Retype the records exactly.

══════════

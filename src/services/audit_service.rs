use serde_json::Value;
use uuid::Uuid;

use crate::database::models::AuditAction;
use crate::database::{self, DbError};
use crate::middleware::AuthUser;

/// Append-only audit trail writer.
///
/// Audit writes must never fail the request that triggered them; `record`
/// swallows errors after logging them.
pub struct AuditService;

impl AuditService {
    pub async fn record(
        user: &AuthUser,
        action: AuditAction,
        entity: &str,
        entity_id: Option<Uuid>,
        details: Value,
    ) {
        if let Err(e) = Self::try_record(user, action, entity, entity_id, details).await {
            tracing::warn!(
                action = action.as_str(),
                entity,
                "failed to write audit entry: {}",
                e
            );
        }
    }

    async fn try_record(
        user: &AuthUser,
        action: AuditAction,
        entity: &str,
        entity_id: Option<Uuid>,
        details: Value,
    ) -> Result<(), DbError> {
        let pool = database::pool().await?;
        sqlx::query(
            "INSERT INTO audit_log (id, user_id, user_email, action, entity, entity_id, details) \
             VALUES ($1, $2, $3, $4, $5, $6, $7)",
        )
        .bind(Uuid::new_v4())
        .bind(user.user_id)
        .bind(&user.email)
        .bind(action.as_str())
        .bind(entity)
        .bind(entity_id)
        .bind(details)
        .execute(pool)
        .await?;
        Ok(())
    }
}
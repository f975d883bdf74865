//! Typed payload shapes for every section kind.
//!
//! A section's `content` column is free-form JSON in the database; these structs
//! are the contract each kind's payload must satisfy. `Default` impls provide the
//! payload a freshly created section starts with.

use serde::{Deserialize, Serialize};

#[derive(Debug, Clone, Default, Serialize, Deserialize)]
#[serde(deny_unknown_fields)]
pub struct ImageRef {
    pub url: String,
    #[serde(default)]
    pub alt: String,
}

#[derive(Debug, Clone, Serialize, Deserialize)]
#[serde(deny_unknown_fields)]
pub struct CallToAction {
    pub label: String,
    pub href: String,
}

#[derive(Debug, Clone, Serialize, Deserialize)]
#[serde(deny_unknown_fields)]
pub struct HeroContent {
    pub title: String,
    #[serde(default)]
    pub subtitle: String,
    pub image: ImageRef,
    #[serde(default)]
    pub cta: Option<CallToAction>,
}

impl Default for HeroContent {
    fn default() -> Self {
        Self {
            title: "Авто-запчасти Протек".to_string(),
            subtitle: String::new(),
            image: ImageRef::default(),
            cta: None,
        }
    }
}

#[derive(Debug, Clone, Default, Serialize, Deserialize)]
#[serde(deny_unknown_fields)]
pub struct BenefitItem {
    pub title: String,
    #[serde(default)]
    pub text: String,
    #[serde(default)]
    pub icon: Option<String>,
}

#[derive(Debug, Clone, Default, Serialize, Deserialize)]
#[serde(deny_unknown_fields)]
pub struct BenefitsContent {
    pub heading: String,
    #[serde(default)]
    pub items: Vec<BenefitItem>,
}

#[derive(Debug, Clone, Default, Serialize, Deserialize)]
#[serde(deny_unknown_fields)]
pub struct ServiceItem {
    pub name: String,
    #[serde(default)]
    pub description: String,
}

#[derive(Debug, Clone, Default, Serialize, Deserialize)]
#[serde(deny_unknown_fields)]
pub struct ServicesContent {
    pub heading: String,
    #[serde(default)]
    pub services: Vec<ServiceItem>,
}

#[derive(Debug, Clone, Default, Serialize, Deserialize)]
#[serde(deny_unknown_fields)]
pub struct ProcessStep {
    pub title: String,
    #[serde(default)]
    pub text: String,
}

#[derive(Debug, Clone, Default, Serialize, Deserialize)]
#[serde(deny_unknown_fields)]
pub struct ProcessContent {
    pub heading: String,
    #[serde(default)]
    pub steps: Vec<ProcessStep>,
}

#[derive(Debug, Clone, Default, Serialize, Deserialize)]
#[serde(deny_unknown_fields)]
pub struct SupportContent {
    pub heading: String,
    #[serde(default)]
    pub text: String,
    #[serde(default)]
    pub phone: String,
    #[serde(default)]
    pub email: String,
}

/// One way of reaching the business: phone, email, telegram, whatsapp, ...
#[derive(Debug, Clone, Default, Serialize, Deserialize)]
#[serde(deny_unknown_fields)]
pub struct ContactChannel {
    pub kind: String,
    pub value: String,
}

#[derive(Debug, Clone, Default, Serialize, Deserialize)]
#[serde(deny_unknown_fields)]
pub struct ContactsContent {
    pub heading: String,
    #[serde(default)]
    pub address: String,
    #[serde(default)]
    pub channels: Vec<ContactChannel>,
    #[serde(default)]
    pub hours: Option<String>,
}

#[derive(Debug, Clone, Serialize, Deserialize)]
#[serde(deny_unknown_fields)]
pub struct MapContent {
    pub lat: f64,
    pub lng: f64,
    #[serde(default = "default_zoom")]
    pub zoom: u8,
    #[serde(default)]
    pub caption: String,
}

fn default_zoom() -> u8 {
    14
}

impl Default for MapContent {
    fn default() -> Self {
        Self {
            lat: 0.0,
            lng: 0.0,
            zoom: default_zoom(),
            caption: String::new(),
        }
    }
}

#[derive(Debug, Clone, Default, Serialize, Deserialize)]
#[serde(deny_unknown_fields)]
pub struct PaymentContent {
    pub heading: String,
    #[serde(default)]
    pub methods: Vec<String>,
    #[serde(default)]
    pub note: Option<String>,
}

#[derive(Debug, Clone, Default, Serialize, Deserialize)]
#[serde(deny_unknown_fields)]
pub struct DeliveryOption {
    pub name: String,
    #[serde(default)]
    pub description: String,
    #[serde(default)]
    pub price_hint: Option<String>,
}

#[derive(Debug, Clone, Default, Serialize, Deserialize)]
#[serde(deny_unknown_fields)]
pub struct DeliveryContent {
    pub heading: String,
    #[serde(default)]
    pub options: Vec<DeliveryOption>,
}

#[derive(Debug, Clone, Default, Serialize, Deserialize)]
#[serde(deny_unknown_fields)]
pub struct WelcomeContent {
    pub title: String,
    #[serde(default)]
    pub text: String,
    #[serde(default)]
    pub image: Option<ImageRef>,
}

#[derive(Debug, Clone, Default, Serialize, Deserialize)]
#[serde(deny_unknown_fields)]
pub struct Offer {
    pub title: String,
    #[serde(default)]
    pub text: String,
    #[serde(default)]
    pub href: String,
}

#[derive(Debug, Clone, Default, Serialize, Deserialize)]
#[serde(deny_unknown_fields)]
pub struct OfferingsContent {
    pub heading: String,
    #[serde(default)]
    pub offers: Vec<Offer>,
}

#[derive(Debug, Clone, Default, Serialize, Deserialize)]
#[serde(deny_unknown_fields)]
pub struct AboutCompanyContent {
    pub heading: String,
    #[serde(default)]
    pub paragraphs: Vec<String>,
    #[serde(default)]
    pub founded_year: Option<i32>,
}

══════════

→ Your solution:
filename src/services/audit_service.rs
use serde_json::Value;
use uuid::Uuid;

use crate::database::models::AuditAction;
use crate::database::{self, DbError};
use crate::middleware::AuthUser;

/// Append-only audit trail writer.
///
/// Audit writes must never fail the request that triggered them; `record`
/// swallows errors after logging them.
pub struct AuditService;

impl AuditService {
    pub async fn record(
        user: &AuthUser,
        action: AuditAction,
        entity: &str,
        entity_id: Option<Uuid>,
        details: Value,
    ) {
        if let Err(e) = Self::try_record(user, action, entity, entity_id, details).await {
            tracing::warn!(
                action = action.as_str(),
                entity,
                "failed to write audit entry: {}",
                e
            );
        }
    }

    async fn try_record(
        user: &AuthUser,
        action: AuditAction,
        entity: &str,
        entity_id: Option<Uuid>,
        details: Value,
    ) -> Result<(), DbError> {
        let pool = database::pool().await?;
        sqlx::query(
            "INSERT INTO audit_log (id, user_id, user_email, action, entity, entity_id, details) \
             VALUES ($1, $2, $3, $4, $5, $6, $7)",
        )
        .bind(Uuid::new_v4())
        .bind(user.user_id)
        .bind(&user.email)
        .bind(action.as_str())
        .bind(entity)
        .bind(entity_id)
        .bind(details)
        .execute(pool)
        .await?;
        Ok(())
    }
}
repository f975d883bdf74865
//! Typed payload shapes for every section kind.
//!
//! A section's `content` column is free-form JSON in the database; these structs
//! are the contract each kind's payload must satisfy. `Default` impls provide the
//! payload a freshly created section starts with.

use serde::{Deserialize, Serialize};

#[derive(Debug, Clone, Default, Serialize, Deserialize)]
#[serde(deny_unknown_fields)]
pub struct ImageRef {
    pub url: String,
    #[serde(default)]
    pub alt: String,
}

#[derive(Debug, Clone, Serialize, Deserialize)]
#[serde(deny_unknown_fields)]
pub struct CallToAction {
    pub label: String,
    pub href: String,
}

#[derive(Debug, Clone, Serialize, Deserialize)]
#[serde(deny_unknown_fields)]
pub struct HeroContent {
    pub title: String,
    #[serde(default)]
    pub subtitle: String,
    pub image: ImageRef,
    #[serde(default)]
    pub cta: Option<CallToAction>,
}

impl Default for HeroContent {
    fn default() -> Self {
        Self {
            title: "Авто-запчасти Протек".to_string(),
            subtitle: String::new(),
            image: ImageRef::default(),
            cta: None,
        }
    }
}

#[derive(Debug, Clone, Default, Serialize, Deserialize)]
#[serde(deny_unknown_fields)]
pub struct BenefitItem {
    pub title: String,
    #[serde(default)]
    pub text: String,
    #[serde(default)]
    pub icon: Option<String>,
}

#[derive(Debug, Clone, Default, Serialize, Deserialize)]
#[serde(deny_unknown_fields)]
pub struct BenefitsContent {
    pub heading: String,
    #[serde(default)]
    pub items: Vec<BenefitItem>,
}

#[derive(Debug, Clone, Default, Serialize, Deserialize)]
#[serde(deny_unknown_fields)]
pub struct ServiceItem {
    pub name: String,
    #[serde(default)]
    pub description: String,
}

#[derive(Debug, Clone, Default, Serialize, Deserialize)]
#[serde(deny_unknown_fields)]
pub struct ServicesContent {
    pub heading: String,
    #[serde(default)]
    pub services: Vec<ServiceItem>,
}

#[derive(Debug, Clone, Default, Serialize, Deserialize)]
#[serde(deny_unknown_fields)]
pub struct ProcessStep {
    pub title: String,
    #[serde(default)]
    pub text: String,
}

#[derive(Debug, Clone, Default, Serialize, Deserialize)]
#[serde(deny_unknown_fields)]
pub struct ProcessContent {
    pub heading: String,
    #[serde(default)]
    pub steps: Vec<ProcessStep>,
}

#[derive(Debug, Clone, Default, Serialize, Deserialize)]
#[serde(deny_unknown_fields)]
pub struct SupportContent {
    pub heading: String,
    #[serde(default)]
    pub text: String,
    #[serde(default)]
    pub phone: String,
    #[serde(default)]
    pub email: String,
}

/// One way of reaching the business: phone, email, telegram, whatsapp, ...
#[derive(Debug, Clone, Default, Serialize, Deserialize)]
#[serde(deny_unknown_fields)]
pub struct ContactChannel {
    pub kind: String,
    pub value: String,
}

#[derive(Debug, Clone, Default, Serialize, Deserialize)]
#[serde(deny_unknown_fields)]
pub struct ContactsContent {
    pub heading: String,
    #[serde(default)]
    pub address: String,
    #[serde(default)]
    pub channels: Vec<ContactChannel>,
    #[serde(default)]
    pub hours: Option<String>,
}

#[derive(Debug, Clone, Serialize, Deserialize)]
#[serde(deny_unknown_fields)]
pub struct MapContent {
    pub lat: f64,
    pub lng: f64,
    #[serde(default = "default_zoom")]
    pub zoom: u8,
    #[serde(default)]
    pub caption: String,
}

fn default_zoom() -> u8 {
    14
}

impl Default for MapContent {
    fn default() -> Self {
        Self {
            lat: 0.0,
            lng: 0.0,
            zoom: default_zoom(),
            caption: String::new(),
        }
    }
}

#[derive(Debug, Clone, Default, Serialize, Deserialize)]
#[serde(deny_unknown_fields)]
pub struct PaymentContent {
    pub heading: String,
    #[serde(default)]
    pub methods: Vec<String>,
    #[serde(default)]
    pub note: Option<String>,
}

#[derive(Debug, Clone, Default, Serialize, Deserialize)]
#[serde(deny_unknown_fields)]
pub struct DeliveryOption {
    pub name: String,
    #[serde(default)]
    pub description: String,
    #[serde(default)]
    pub price_hint: Option<String>,
}

#[derive(Debug, Clone, Default, Serialize, Deserialize)]
#[serde(deny_unknown_fields)]
pub struct DeliveryContent {
    pub heading: String,
    #[serde(default)]
    pub options: Vec<DeliveryOption>,
}

#[derive(Debug, Clone, Default, Serialize, Deserialize)]
#[serde(deny_unknown_fields)]
pub struct WelcomeContent {
    pub title: String,
    #[serde(default)]
    pub text: String,
    #[serde(default)]
    pub image: Option<ImageRef>,
}

#[derive(Debug, Clone, Default, Serialize, Deserialize)]
#[serde(deny_unknown_fields)]
pub struct Offer {
    pub title: String,
    #[serde(default)]
    pub text: String,
    #[serde(default)]
    pub href: String,
}

#[derive(Debug, Clone, Default, Serialize, Deserialize)]
#[serde(deny_unknown_fields)]
pub struct OfferingsContent {
    pub heading: String,
    #[serde(default)]
    pub offers: Vec<Offer>,
}

#[derive(Debug, Clone, Default, Serialize, Deserialize)]
#[serde(deny_unknown_fields)]
pub struct AboutCompanyContent {
    pub heading: String,
    #[serde(default)]
    pub paragraphs: Vec<String>,
    #[serde(default)]
    pub founded_year: Option<i32>,
}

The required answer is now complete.